The Billionaire's Nanny (The Stonecutters Billionaires Series)
Page 12
“You know what I mean. Those people at that table at the front over there—those customers . You weren’t even pretending to be interested in what they were saying. You were rude, unconvincing, ungrateful.”
Now I dare meet his furious gaze with my own. I rip my arm away.
“Can I say something?”
Geno and I turn around to see the speaker, a customer we didn’t notice at a booth nearby. Though how we didn’t notice him is a miracle in itself; the man is, hands down, the most gorgeous guy I’ve ever seen. Model-sculpted face, dark curls the pride of any hairstylist, he’s wearing a black suit, and his piercing blue gaze is locked on me. Running a Rolex-watched hand through his hair, his gaze flicks to Geno.

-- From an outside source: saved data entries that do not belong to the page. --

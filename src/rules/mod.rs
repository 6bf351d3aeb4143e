//! Rule set module
//!
//! Immutable detection configuration: a set of suspicious event IDs and
//! named regex pattern categories. Constructed once at startup and passed
//! by reference into the engine; never mutated afterwards.
//!
//! The suspicious IDs and patterns are domain heuristics kept as data, not
//! code: a YAML rule file can replace the built-in set without touching the
//! engine. Regexes are compiled once at load time, case-insensitive.

use anyhow::{Context, Result};
use regex::{Regex, RegexSet, RegexSetBuilder};
use serde::Deserialize;
use std::collections::{BTreeMap, HashSet};
use std::fs;
use std::path::Path;
use tracing::warn;

/// Target name for rule loading logs
const TARGET_RULES: &str = "rules";

/// High-signal event codes flagged regardless of any other field.
const DEFAULT_SUSPICIOUS_EVENT_IDS: [i64; 6] = [1, 3, 11, 4624, 4688, 4663];

/// Built-in pattern categories. Category grouping exists for
/// maintainability and logging; any single match in any category is
/// sufficient for a verdict.
fn default_pattern_categories() -> Vec<(String, Vec<String>)> {
    let categories: [(&str, &[&str]); 5] = [
        (
            "powershell_encoded",
            &[r"-enc\s+[A-Za-z0-9+/]", r"-encodedcommand\s+[A-Za-z0-9+/]"],
        ),
        (
            "suspicious_processes",
            &[r"tunnel\.exe", r"dump\.exe", r"extract\.exe", r"suspicious"],
        ),
        (
            "lateral_movement",
            &[r"\\\\[^\\]+\\[A-Za-z]\$", r"net\s+user\s+\w+\s+\w+\s+/add"],
        ),
        (
            "suspicious_networks",
            &[r":\d{4}.*-[CR]\s", r"--remote-host", r"--forward"],
        ),
        (
            "privilege_escalation",
            &[r"runas", r"--admin", r"whoami\s+/priv"],
        ),
    ];

    categories
        .into_iter()
        .map(|(name, patterns)| {
            (
                name.to_string(),
                patterns.iter().map(|p| p.to_string()).collect(),
            )
        })
        .collect()
}

/// On-disk rule file shape (YAML)
#[derive(Debug, Deserialize)]
struct RuleFile {
    #[serde(default)]
    suspicious_event_ids: Vec<i64>,
    #[serde(default)]
    patterns: BTreeMap<String, Vec<String>>,
}

/// One named group of compiled patterns
#[derive(Debug, Clone)]
pub struct PatternCategory {
    name: String,
    patterns: Vec<String>,
    set: RegexSet,
}

impl PatternCategory {
    /// Compile a category, skipping invalid patterns with a warning.
    /// Returns None when no pattern in the category compiles.
    fn compile(name: &str, patterns: &[String]) -> Option<Self> {
        let mut valid = Vec::new();

        for pattern in patterns {
            match Regex::new(pattern) {
                Ok(_) => valid.push(pattern.clone()),
                Err(err) => {
                    warn!(
                        target: TARGET_RULES,
                        category = name,
                        pattern = %pattern,
                        error = %err,
                        "Skipping invalid pattern"
                    );
                }
            }
        }

        if valid.is_empty() {
            warn!(
                target: TARGET_RULES,
                category = name,
                "Category has no valid patterns; skipping"
            );
            return None;
        }

        let set = match RegexSetBuilder::new(&valid).case_insensitive(true).build() {
            Ok(set) => set,
            Err(err) => {
                warn!(
                    target: TARGET_RULES,
                    category = name,
                    error = %err,
                    "Failed to build pattern set; skipping category"
                );
                return None;
            }
        };

        Some(Self {
            name: name.to_string(),
            patterns: valid,
            set,
        })
    }

    pub fn name(&self) -> &str {
        &self.name
    }

    pub fn pattern_count(&self) -> usize {
        self.patterns.len()
    }

    /// True when any pattern in this category matches the haystack.
    pub fn matches(&self, haystack: &str) -> bool {
        self.set.is_match(haystack)
    }
}

/// Immutable rule configuration: suspicious event IDs plus pattern
/// categories, compiled and ready for evaluation.
#[derive(Debug, Clone)]
pub struct RuleSet {
    suspicious_event_ids: HashSet<i64>,
    categories: Vec<PatternCategory>,
}

impl RuleSet {
    /// Built-in rule set matching the shipped default heuristics.
    pub fn builtin() -> Self {
        Self::from_parts(
            DEFAULT_SUSPICIOUS_EVENT_IDS.into_iter().collect(),
            default_pattern_categories(),
        )
    }

    /// Load a rule set from a YAML file.
    pub fn from_path<P: AsRef<Path>>(path: P) -> Result<Self> {
        let path = path.as_ref();
        let content = fs::read_to_string(path)
            .with_context(|| format!("Failed to read rule file {}", path.display()))?;
        let file: RuleFile = serde_yaml::from_str(&content)
            .with_context(|| format!("Failed to parse rule file {}", path.display()))?;

        Ok(Self::from_parts(
            file.suspicious_event_ids.into_iter().collect(),
            file.patterns.into_iter().collect(),
        ))
    }

    fn from_parts(ids: HashSet<i64>, categories: Vec<(String, Vec<String>)>) -> Self {
        let categories = categories
            .iter()
            .filter_map(|(name, patterns)| PatternCategory::compile(name, patterns))
            .collect();

        Self {
            suspicious_event_ids: ids,
            categories,
        }
    }

    pub fn contains_event_id(&self, event_id: i64) -> bool {
        self.suspicious_event_ids.contains(&event_id)
    }

    pub fn categories(&self) -> &[PatternCategory] {
        &self.categories
    }

    pub fn id_count(&self) -> usize {
        self.suspicious_event_ids.len()
    }

    pub fn category_count(&self) -> usize {
        self.categories.len()
    }

    pub fn pattern_count(&self) -> usize {
        self.categories.iter().map(|c| c.pattern_count()).sum()
    }
}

“May I speak to your chef?”
Geno’s scowl immediately inverts into a placating smile.
“Of course, sir, of course!”
And then he’s gone, leaving me with the gorgeous man who I definitely didn’t teach today and yet still seems strangely familiar. With one finger the man beckons me over, and with wobbly legs I make my way to him and sit across from him. Plopped on the red plastic booth there, I can only gape at him with a half-stupefied stare. I’m too exhausted and starving for this.
“I’ve had your food before.”
“Oh?”
He grins, showcasing a line of perfect white teeth.
“Here in the restaurant, Picklebucket. And my buddy, Gerald, I don’t know if you remember him—big guy, dopey kind of smile—he came here. Before he would screw up Kraft dinner, and now, thanks to you, he’s making edible dishes: casseroles, pies.”
As I continue to stare at him stupidly, he explains “So I came here. To learn how to cook.”
The lightbulb lighting up in my head, I nod, smile.
“Great. You can just talk to my boss, Geno. It’s actually the end of my shift now.”
But when I rise, he does too.
“Why do you let him talk to you like that?”
“Who—Geno?”
The man nods, those too-blue eyes tracing the contours of my face, looking for something I’ll bet isn’t there. I avert my gaze.
“Geno means well. He’s taught me a lot; he just cares more about the customers than his own chefs.”
The man’s face appears as unsatisfied as I feel at my own response.
“Besides, I’m just biding time here until I can find an investor for my app.”
At my admission slipping out, I feel my cheeks redden as I avert my gaze again.
“No way.”
“Forget I said anything.”
But when I start to walk off, the man’s cool hand grips mine. When I turn to him, he looks as surprised as I feel and releases my hand.
“Sorry. I just—I’m an investor and have been looking for a new opportunity.”
The man returns to the table, sweeps his hand across from him where I’d been sitting before.
“Why don’t you sit down and tell me about your project?”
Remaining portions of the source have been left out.